Libérez nos ex-camarades de l'appétit du pouvoir plutôt que de l'exigence des
idées. Libérez les du grisement du
succès personnel plutôt que du travail collectif. Malgré certaines divergences,
oui ça fait mal au coeur de voir des gens de gauche de qualité comme Bernard
Kouchner, précurseur de
l'humanitaire combatif, ou Martin Hirsch, avant-gardiste de la lutte contre la pauvreté, céder aux
sirènes d'un gouvernement qui ne porte en rien ces valeurs, d'un président qui
fustige les droits-de-l’hommistes et les assistés. La droite est
elle si puissante que vous avez peur d'être éloigné du pouvoir pour un certain
nombre d'années ? La gauche est elle à ce point pestiféré qu'elle ne mérite pas
qu'on la rénove collectivement pour en faire une gauche réformiste dans les
méthodes, radicale dans les objectifs ? Comme membres du gouvernement vous êtes
solidaires et responsables d'une politique menée. Plus grave, vous êtes
comptables des difficultés pour les forces du progrès à constituer un contre
pouvoir à cette politique.
J'ai une vingtaine d'années, je suis engagé à
gauche : j'ai tout pour avoir la rage. Mon premier souvenir politique date de
1995. Je n'ai donc connu que Jacques Chirac comme président, modèle
d'immoralité et d'inconstance politique.
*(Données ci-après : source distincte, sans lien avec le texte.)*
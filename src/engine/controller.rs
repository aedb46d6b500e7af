//! The match engine.
//!
//! `Engine` owns the field, both hands, the turn state and the RNG. It is
//! driven one `Input` at a time and returns the events each input caused.
//! Rejected inputs leave the engine untouched.
//!
//! ## Resolution order for one placement
//!
//! 1. The card leaves the hand and goes onto the field.
//! 2. Neighbours are classified into instant captures and battles.
//! 3. With several battle candidates the acting side picks one; the rest
//!    are dropped. A single candidate is fought directly.
//! 4. The battle is rolled. A win flips the defender and seeds a combo; a
//!    loss flips the placed card and seeds nothing.
//! 5. Instant captures flip. They seed combos except in Hard mode.
//! 6. Combos cascade from the seeds. The placed cell is never recaptured.
//! 7. End check: next turn, a skipped turn, or the end of the match.

use std::sync::Arc;

use smallvec::SmallVec;
use tracing::{debug, warn};

use super::phase::Phase;
use super::snapshot::{MatchSnapshot, SNAPSHOT_VERSION};
use crate::ai::{HeuristicAi, OpponentPolicy};
use crate::board::{CellIndex, CellSet, Field, CELL_COUNT};
use crate::cards::{Card, CardCatalog, CardId};
use crate::core::{
    GameRng, Input, MatchConfig, MatchMode, MatchRng, MoveRecord, MoveRejection, SetupError, Side, SideMap,
    SnapshotError,
};
use crate::events::MatchEvent;
use crate::progression::{forfeit_candidates, reward_candidates, roll_level_ups, MatchOutcome};
use crate::rules::{battle, combo, conflict, outcome, MatchResult};

/// Cards per hand at the start of a match.
pub const HAND_SIZE: usize = 5;
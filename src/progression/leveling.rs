//! Post-match level-ups.

use serde::{Deserialize, Serialize};
use tracing::{debug, warn};

use crate::cards::{Card, CardCatalog, CardId, CardStats};
use crate::core::{MatchRng, Side};

/// A card that gained a level, with its regenerated stats.
#[derive(Clone, Debug, PartialEq, Eq, Serialize, Deserialize)]
pub struct LevelUp {
    pub card: CardId,
    pub new_level: u8,
    pub stats: CardStats,
}

/// Can this card level up after the match?
///
/// Only cards that started in the player's hand, were placed, and sit
/// below `max_level` qualify. Current ownership does not matter.
#[must_use]
pub fn is_eligible(card: &Card, max_level: u8) -> bool {
    card.origin == Side::Player && card.used && card.level < max_level
}

/// Roll an independent level-up for every eligible card.
///
/// One `chance` draw is consumed per eligible card, in iteration order.
/// A card whose next level is missing from the catalog keeps its level.
pub fn roll_level_ups<'a>(
    cards: impl IntoIterator<Item = &'a Card>,
    catalog: &dyn CardCatalog,
    rng: &mut impl MatchRng,
    chance: f64,
    max_level: u8,
) -> Vec<LevelUp> {
    let mut level_ups = Vec::new();

    for card in cards.into_iter().filter(|c| is_eligible(c, max_level)) {
        if !rng.chance(chance) {
            continue;
        }
        let new_level = card.level + 1;
        match catalog.stats_for(card.type_id, new_level) {
            Ok(stats) => {
                debug!(card = %card.id, new_level, "card leveled up");
                level_ups.push(LevelUp {
                    card: card.id,
                    new_level,
                    stats,
                });
            }
            Err(err) => warn!(card = %card.id, %err, "level-up skipped"),
        }
    }

    level_ups
}

/// Apply a level-up to a card with the matching id. Returns `false` on an id mismatch.
pub fn apply_level_up(card: &mut Card, level_up: &LevelUp) -> bool {
    if card.id != level_up.card {
        return false;
    }
    card.level = level_up.new_level;
    card.apply_stats(level_up.stats);
    true
}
Je ne suis pas de la génération
Mitterrand. J'ai toujours entretenu un rapport critique, mélange d'admiration
et de sévérité avec la présidence du socialiste. J'étais trop jeune pour voter
dans les urnes en 2002. J'ai donc voté en marchant dans les rues contre
l'extrême droite. Beaucoup s'est fait dans les mouvements sociaux depuis :
contre le CPE, pour les sans-papiers... Aujourd'hui je veux que nous fassions
gagner le peuple, la gauche et le progrès. Je veux que nous ayons une
présidente socialiste et un parlement de gauche. C'est dans mon coeur. Je veux
que nous battions le néo conservatisme et l'immobilisme, que nous rejetions
l'extrême droite dans les cordes de l'histoire. C'est dans mes tripes.